▶ _Assigned task_: Below are the records; collect from them each line containing the string "LlmError".

▶ _Saved data entries_:
++++++++++++++++++++
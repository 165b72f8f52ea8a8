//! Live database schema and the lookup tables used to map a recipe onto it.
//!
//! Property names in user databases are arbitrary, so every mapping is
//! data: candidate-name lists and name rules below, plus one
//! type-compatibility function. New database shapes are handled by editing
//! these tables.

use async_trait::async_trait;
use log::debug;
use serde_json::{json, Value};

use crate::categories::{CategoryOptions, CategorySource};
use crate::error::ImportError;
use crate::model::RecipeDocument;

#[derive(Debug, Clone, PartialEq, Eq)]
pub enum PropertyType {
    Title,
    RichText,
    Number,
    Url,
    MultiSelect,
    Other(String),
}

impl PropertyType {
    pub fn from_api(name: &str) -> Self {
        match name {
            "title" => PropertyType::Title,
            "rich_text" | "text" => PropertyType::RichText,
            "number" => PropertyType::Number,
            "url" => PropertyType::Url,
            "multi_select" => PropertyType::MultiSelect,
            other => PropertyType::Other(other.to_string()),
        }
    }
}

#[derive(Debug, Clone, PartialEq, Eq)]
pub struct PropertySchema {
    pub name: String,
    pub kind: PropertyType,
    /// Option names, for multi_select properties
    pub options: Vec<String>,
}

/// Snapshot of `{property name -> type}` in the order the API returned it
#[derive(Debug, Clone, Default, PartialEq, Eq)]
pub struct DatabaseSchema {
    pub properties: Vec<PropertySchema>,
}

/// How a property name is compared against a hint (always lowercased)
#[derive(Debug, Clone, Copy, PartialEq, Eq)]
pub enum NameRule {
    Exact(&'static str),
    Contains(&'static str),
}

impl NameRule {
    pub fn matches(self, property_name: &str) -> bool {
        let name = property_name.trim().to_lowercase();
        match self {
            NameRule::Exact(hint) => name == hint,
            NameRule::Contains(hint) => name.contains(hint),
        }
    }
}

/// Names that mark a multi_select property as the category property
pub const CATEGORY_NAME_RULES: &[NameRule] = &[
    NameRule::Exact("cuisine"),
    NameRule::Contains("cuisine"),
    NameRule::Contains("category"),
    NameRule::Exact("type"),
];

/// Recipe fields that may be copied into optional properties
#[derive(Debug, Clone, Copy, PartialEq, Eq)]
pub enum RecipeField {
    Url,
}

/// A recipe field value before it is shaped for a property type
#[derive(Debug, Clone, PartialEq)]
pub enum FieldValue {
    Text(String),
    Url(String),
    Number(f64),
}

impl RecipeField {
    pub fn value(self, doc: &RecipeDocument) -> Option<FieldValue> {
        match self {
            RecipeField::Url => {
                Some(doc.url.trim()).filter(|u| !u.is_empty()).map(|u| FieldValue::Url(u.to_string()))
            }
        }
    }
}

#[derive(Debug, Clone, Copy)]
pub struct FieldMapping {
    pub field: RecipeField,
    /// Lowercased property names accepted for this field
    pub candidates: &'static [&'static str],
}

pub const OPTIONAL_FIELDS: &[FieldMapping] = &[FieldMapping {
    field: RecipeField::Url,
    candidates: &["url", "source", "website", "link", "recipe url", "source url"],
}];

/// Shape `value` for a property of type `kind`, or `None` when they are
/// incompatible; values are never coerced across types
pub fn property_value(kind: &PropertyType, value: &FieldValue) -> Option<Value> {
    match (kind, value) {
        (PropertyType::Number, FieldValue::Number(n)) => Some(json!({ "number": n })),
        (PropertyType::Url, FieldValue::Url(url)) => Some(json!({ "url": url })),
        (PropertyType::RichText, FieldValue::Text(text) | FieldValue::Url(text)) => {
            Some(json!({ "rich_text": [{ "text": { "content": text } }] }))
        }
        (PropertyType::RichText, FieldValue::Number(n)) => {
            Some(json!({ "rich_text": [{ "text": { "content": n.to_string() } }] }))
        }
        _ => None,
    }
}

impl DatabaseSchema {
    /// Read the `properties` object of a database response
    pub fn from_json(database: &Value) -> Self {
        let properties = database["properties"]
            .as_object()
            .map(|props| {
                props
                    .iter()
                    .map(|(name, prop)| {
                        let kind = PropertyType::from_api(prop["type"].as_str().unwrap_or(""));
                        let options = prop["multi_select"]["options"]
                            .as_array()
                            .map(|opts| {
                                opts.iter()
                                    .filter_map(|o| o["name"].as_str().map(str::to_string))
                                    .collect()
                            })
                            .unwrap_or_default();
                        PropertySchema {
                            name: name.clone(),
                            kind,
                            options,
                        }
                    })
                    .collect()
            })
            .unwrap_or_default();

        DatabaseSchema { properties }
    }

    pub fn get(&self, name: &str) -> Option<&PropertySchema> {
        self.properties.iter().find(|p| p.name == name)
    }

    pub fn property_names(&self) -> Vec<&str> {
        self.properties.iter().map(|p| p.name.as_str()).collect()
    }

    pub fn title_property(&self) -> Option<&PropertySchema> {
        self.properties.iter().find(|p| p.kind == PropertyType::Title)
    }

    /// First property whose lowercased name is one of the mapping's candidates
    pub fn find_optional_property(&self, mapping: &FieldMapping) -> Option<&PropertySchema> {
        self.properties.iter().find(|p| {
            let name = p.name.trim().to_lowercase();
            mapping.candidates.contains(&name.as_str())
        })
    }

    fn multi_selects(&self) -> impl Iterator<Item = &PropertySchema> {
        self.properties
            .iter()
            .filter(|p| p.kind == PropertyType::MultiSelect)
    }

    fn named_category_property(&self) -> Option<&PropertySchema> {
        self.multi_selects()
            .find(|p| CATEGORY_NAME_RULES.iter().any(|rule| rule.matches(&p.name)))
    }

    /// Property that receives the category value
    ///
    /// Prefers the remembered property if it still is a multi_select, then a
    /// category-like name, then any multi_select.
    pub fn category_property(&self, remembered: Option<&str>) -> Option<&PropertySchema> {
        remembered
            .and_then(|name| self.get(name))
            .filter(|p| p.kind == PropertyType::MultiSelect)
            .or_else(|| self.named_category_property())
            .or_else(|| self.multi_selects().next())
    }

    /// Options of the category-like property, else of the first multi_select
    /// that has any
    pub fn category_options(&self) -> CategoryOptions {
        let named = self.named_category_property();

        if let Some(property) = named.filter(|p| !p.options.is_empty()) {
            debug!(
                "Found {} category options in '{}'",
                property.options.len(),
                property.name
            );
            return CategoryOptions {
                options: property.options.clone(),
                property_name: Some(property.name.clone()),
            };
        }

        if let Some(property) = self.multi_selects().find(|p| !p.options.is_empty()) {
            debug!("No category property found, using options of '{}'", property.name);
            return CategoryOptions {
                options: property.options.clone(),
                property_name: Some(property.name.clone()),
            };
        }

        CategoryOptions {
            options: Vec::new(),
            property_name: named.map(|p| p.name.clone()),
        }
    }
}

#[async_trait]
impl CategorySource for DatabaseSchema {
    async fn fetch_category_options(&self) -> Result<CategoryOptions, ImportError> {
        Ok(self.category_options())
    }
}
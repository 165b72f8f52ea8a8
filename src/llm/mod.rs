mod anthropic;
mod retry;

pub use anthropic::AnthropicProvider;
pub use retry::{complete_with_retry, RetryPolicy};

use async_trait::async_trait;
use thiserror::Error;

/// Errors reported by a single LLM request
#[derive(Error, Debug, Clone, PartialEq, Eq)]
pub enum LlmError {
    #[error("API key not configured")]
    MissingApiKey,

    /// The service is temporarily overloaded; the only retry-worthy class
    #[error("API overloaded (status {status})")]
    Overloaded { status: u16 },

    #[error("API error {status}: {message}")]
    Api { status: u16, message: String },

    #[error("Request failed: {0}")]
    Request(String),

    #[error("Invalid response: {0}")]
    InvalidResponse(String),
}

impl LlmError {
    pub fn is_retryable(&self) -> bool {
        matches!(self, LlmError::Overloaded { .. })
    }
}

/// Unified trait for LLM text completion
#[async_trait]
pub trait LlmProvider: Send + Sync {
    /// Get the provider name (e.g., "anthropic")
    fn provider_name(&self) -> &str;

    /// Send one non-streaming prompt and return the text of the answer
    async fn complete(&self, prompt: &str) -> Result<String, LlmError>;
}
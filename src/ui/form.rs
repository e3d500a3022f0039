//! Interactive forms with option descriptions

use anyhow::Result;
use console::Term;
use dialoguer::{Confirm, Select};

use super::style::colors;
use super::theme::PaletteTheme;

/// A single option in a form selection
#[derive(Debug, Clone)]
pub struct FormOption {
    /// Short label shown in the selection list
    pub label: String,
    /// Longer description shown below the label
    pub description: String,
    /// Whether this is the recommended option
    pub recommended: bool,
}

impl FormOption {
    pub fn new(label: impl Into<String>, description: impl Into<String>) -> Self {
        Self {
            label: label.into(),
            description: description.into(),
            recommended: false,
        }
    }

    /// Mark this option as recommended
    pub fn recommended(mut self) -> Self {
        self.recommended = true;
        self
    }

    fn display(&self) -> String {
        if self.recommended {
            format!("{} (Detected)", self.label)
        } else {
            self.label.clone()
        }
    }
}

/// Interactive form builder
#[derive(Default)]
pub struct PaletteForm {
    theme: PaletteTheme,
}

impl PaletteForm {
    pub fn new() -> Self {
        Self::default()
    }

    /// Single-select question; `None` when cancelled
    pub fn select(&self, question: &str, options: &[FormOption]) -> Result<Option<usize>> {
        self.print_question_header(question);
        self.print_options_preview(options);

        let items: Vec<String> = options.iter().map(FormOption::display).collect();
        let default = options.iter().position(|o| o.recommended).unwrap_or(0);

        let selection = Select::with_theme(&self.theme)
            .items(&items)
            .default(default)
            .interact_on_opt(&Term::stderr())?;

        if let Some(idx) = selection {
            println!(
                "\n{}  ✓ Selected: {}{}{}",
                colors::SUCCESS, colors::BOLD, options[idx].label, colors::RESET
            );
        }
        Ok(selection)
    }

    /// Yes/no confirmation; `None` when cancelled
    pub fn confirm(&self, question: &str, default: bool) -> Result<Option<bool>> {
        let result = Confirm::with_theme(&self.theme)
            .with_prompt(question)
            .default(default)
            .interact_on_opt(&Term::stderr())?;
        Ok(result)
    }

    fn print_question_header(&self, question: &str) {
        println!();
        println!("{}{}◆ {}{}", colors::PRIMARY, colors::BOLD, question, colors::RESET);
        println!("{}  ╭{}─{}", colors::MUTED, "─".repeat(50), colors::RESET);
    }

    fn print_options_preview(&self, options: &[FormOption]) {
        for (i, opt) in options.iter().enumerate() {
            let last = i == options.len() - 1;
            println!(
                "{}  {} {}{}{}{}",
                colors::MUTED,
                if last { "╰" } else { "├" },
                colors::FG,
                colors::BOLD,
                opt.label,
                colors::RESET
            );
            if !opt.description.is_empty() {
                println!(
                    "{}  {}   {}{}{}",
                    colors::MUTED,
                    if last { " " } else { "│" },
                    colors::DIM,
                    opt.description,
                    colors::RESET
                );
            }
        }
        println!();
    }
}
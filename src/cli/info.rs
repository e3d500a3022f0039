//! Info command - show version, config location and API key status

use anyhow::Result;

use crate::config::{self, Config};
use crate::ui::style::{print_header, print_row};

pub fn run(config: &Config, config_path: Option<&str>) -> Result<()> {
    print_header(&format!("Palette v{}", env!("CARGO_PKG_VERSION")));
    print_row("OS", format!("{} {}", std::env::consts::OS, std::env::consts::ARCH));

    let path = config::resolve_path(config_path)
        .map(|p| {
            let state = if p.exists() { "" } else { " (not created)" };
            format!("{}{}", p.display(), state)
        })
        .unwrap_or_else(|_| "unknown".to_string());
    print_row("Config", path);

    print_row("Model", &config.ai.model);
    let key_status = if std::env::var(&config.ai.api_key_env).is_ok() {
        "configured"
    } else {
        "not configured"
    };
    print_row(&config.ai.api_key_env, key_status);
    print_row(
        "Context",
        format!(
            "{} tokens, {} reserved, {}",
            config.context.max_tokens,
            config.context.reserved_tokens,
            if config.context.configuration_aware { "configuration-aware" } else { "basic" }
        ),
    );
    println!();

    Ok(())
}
++++++++++++++++++++
▶ _Solution to the exercise_:
pub enum LlmError {
impl LlmError {
        matches!(self, LlmError::Overloaded { .. })
    async fn complete(&self, prompt: &str) -> Result<String, LlmError>;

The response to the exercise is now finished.